• **Work task**:
Go through the records below and report each line with "document" in it.

• **Input material**:

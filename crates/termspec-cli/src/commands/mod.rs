pub mod build;
pub mod clean_cache;
pub mod validate;
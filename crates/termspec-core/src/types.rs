//! Core data types shared across the pipeline (spec.md section 3).

use serde::{Deserialize, Serialize};

/// Which kind of tag discovered a `(externalSpec, term)` pair in a given source file.
#[derive(Debug, Clone, Copy, PartialEq, Eq, Serialize, Deserialize)]
#[serde(rename_all = "lowercase")]
pub enum ReferenceType {
    /// Discovered via `[[xref:...]]`.
    Xref,
    /// Discovered via `[[tref:...]]`.
    Tref,
}

impl ReferenceType {
    /// Returns the lowercase tag name, as used in `sourceFiles[].type`.
    #[must_use]
    pub const fn as_str(self) -> &'static str {
        match self {
            Self::Xref => "xref",
            Self::Tref => "tref",
        }
    }
}

/// One `(file, type)` provenance entry on a [`ReferenceRecord`].
#[derive(Debug, Clone, PartialEq, Eq, Serialize, Deserialize)]
pub struct SourceFileEntry {
    /// The Markdown file (relative path) that referenced this term.
    pub file: String,
    /// Which tag type made the reference.
    #[serde(rename = "type")]
    pub reference_type: ReferenceType,
}

/// An enriched, persisted reference to a term defined in an external specification.
///
/// Exactly one record exists per `(external_spec, term)` pair for the
/// lifetime of a build (spec.md section 3's key invariant); see `store.rs`
/// for the merge rules that maintain this.
#[derive(Debug, Clone, Default, PartialEq, Serialize, Deserialize)]
pub struct ReferenceRecord {
    /// The external spec key, e.g. `"keri"`.
    pub external_spec: String,
    /// The term, in its source-authored form.
    pub term: String,

    /// Aliases observed via `tref`, in first-observation order.
    #[serde(default, skip_serializing_if = "Vec::is_empty")]
    pub tref_aliases: Vec<String>,
    /// Aliases observed via `xref` (at most one meaningfully populated; see spec.md
    /// section 4.5), in first-observation order.
    #[serde(default, skip_serializing_if = "Vec::is_empty")]
    pub xref_aliases: Vec<String>,
    /// The first element of `tref_aliases`, if any.
    #[serde(default, skip_serializing_if = "Option::is_none")]
    pub first_tref_alias: Option<String>,
    /// The first element of `xref_aliases`, if any.
    #[serde(default, skip_serializing_if = "Option::is_none")]
    pub first_xref_alias: Option<String>,

    /// Every `(file, type)` that discovered this reference, in scan order.
    #[serde(default)]
    pub source_files: Vec<SourceFileEntry>,

    /// Repository owner, resolved from the manifest's external spec descriptor.
    #[serde(default, skip_serializing_if = "Option::is_none")]
    pub owner: Option<String>,
    /// Repository name.
    #[serde(default, skip_serializing_if = "Option::is_none")]
    pub repo: Option<String>,
    /// Repository URL.
    #[serde(default, skip_serializing_if = "Option::is_none")]
    pub repo_url: Option<String>,
    /// Built GitHub Pages site URL.
    #[serde(default, skip_serializing_if = "Option::is_none")]
    pub gh_page_url: Option<String>,
    /// Avatar image URL.
    #[serde(default, skip_serializing_if = "Option::is_none")]
    pub avatar_url: Option<String>,
    /// Current branch of the remote repository (or this project's own, before enrichment).
    #[serde(default, skip_serializing_if = "Option::is_none")]
    pub branch: Option<String>,
    /// Commit hash of the fetched remote content, or `"not found"` on fetch failure.
    #[serde(default, skip_serializing_if = "Option::is_none")]
    pub commit_hash: Option<String>,
    /// Raw HTML fragment of the remote `<dd>` block(s) for this term.
    #[serde(default, skip_serializing_if = "Option::is_none")]
    pub content: Option<String>,
    /// The remote `<dt>`'s class set, intersected with `{term-local, term-external}`.
    #[serde(default, skip_serializing_if = "Vec::is_empty")]
    pub classes: Vec<String>,
    /// Optional display label for the external spec.
    #[serde(default, skip_serializing_if = "Option::is_none")]
    pub site: Option<String>,
    /// The reference type that most recently discovered this record, when known.
    #[serde(default, skip_serializing_if = "Option::is_none")]
    pub source: Option<ReferenceType>,
}

impl ReferenceRecord {
    /// Creates a bare record for `(external_spec, term)` with no enrichment yet.
    #[must_use]
    pub fn new(external_spec: impl Into<String>, term: impl Into<String>) -> Self {
        Self {
            external_spec: external_spec.into(),
            term: term.into(),
            ..Self::default()
        }
    }

    /// The `(external_spec, term)` identity key for this record.
    #[must_use]
    pub fn key(&self) -> (String, String) {
        (self.external_spec.clone(), self.term.clone())
    }

    /// Whether the remote fetch for this record found a match (i.e. `content`
    /// was populated and is not the not-found sentinel).
    #[must_use]
    pub fn is_resolved(&self) -> bool {
        match &self.content {
            Some(content) => content != NOT_FOUND_CONTENT,
            None => false,
        }
    }
}

/// Sentinel content set when a remote fetch fails outright or the term is missing
/// (spec.md section 4.7).
pub const NOT_FOUND_CONTENT: &str = "This term was not found in the external repository.";
/// Sentinel commit hash set alongside [`NOT_FOUND_CONTENT`].
pub const NOT_FOUND_COMMIT_HASH: &str = "not found";

/// A local term definition collected by the Tag Renderer during Markdown rendering.
#[derive(Debug, Clone, PartialEq, Eq)]
pub struct LocalDefinition {
    /// The defined term.
    pub term: String,
    /// The first alias, if any (used by the Validator to check reachability).
    pub primary_alias: Option<String>,
    /// Which file defined this term.
    pub source_file: String,
}

/// An intra-document reference (`ref`/`iref`) collected during rendering, used by the Validator.
#[derive(Debug, Clone, PartialEq, Eq)]
pub struct LocalReference {
    /// The referenced term.
    pub term: String,
    /// Which file made the reference.
    pub source_file: String,
}

/// The final build output: the HTML document plus the embedded store snapshot.
#[derive(Debug, Clone)]
pub struct RenderedArtifact {
    /// Complete HTML document contents.
    pub html: String,
}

• **Finished task**:
/// An intra-document reference (`ref`/`iref`) collected during rendering, used by the Validator.
/// The final build output: the HTML document plus the embedded store snapshot.
    /// Complete HTML document contents.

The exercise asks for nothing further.